LumB has a higher proliferation index compared to LumA [39], with a reported high expression of KRT18 and KRT19 [40]. This may explain the lower expression of Fbln2 in LumB tumors compared to LumA, as Fbln2 appears to be associated with low proliferative tumors, according to our analysis. In contrast, Basal and Her2 showed a higher expression compared to LumB, but not Lum A, which suggests an increased expression of Fbln2 in tumor cells, particularly with EMT, myoepithelial turnover, and tumor invasion [64,65,66]. These observations in human breast cancer subtypes were further supported by protein and transcriptome data from the Human Protein Atlas and Bioportal repository, respectively. Further investigations are required to disseminate the functional expression of FBLN2 in each subtype, and the epithelial versus stromal expression of FBLN2 in tumor microenvironment. Our analyses of publicly available datasets revealed an inverse correlation between Krt18 and Fbln2 expression across molecular subtypes. Analysis of FBLN2 methylation status in METABRIC dataset showed the least methylation in basal-like breast cancer (Supplementary Fig. 9), which agrees with a recent report showing an increased metastasis and invasion with methylation of Fbln2 in breast cancer [67, 68]. It is crucial, however, to disseminate the role of FBLN2 in tumor cells and BM/ECM at early versus advanced stages of breast cancer.

Survival analysis of Fbln2 showed different prognosis of breast cancer at different stages of tumor development, where higher Fbln2 was associated with a better prognosis in early stages; however, low Fbln2 was associated with a better prognosis in advanced breast cancer. This agrees with the notion that FBLN2 can potentially have a dual role as a cancer promotor or inhibitor based on tumor status [69, 70]. We have previously reported that FBLN2 expression in DCIS (relatively early stage of cancer progression [14]) can play a protective role against BM disruption, and therefore, high expression is advantageous [13, 14]. This indeed is shown to be reversed in later stages, particularly during metastasis, that may confer a growth advantage for metastatic cells to invade and establish a niche for tumor growth. A similar mechanism has been proposed in lung adenocarcinoma, where FBLN2 can facilitate the development of the new ECM surrounding tumor cells, perhaps originating from tumor-associated fibroblasts [71].

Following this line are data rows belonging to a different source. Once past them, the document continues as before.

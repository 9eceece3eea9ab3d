//! Proxy middleware provider.
//!
//! # Responsibilities
//! - Build the request-forwarding and CONNECT-tunneling middlewares over a
//!   shared upstream connector
//! - Select the direct or chained connector from configuration

pub mod chained;
pub mod forward;
pub mod tunnel;
pub mod upstream;

use std::sync::Arc;

use hyper::header::HeaderMap;
use hyper::Uri;
use thiserror::Error;

use crate::engine::Middleware;

pub use chained::ChainedUpstream;
pub use forward::RequestForwarder;
pub use tunnel::ConnectTunneler;
pub use upstream::{DirectUpstream, Upstream};

/// Options for the upstream connector. Immutable after construction.
#[derive(Debug, Clone)]
pub struct ProxyOptions {
    /// Headers applied on the chained-proxy hop, unconditionally.
    pub proxy_headers: HeaderMap,
    /// Headers added on the chained-proxy hop when the request lacks them.
    pub default_headers: HeaderMap,
    /// Whether the direct client keeps origin connections pooled.
    pub keep_alive: bool,
}

impl ProxyOptions {
    pub fn new() -> Self {
        Self {
            proxy_headers: HeaderMap::new(),
            default_headers: HeaderMap::new(),
            keep_alive: true,
        }
    }
}

impl Default for ProxyOptions {
    fn default() -> Self {
        Self::new()
    }
}

#[derive(Debug, Error)]
#[error("chained proxy URL has no host: {0}")]
pub struct InvalidProxyUrl(pub Uri);

/// Builds the proxy middlewares, parameterized by an upstream connector.
pub struct Proxy {
    upstream: Arc<dyn Upstream>,
}

impl Proxy {
    /// With a chained endpoint both capabilities go through the chained
    /// proxy; without one the origin is contacted directly.
    pub fn new(chained: Option<Uri>, options: ProxyOptions) -> Result<Self, InvalidProxyUrl> {
        let upstream: Arc<dyn Upstream> = match chained {
            Some(endpoint) => {
                let upstream = ChainedUpstream::new(
                    &endpoint,
                    options.proxy_headers,
                    options.default_headers,
                )
                .ok_or(InvalidProxyUrl(endpoint))?;
                Arc::new(upstream)
            }
            None => Arc::new(DirectUpstream::new(options.keep_alive)),
        };
        Ok(Self { upstream })
    }

    /// Build over a caller-supplied connector.
    pub fn with_upstream(upstream: Arc<dyn Upstream>) -> Self {
        Self { upstream }
    }

    /// The proxy middlewares, in composition order: request forwarding, then
    /// CONNECT tunneling. Both pass through on events they do not handle, so
    /// callers may reorder them freely among other middlewares.
    pub fn middlewares(&self) -> Vec<Arc<dyn Middleware>> {
        vec![
            Arc::new(RequestForwarder::new(self.upstream.clone())),
            Arc::new(ConnectTunneler::new(self.upstream.clone())),
        ]
    }
}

The limitation of this study is the utilization of Fbln2 mRNA data, and not protein data, from publicly available datasets that represent whole tissue transcriptome with no dissection of tumor versus microenvironment expression.

In conclusion, FBLN2 is associated with basal cell markers and exhibits different expression patterns in molecular subtypes, with the highest mRNA expression in Claudin-low tumors. This may offer a promising molecular tool for patients’ prognosis for more personalized therapeutic approaches.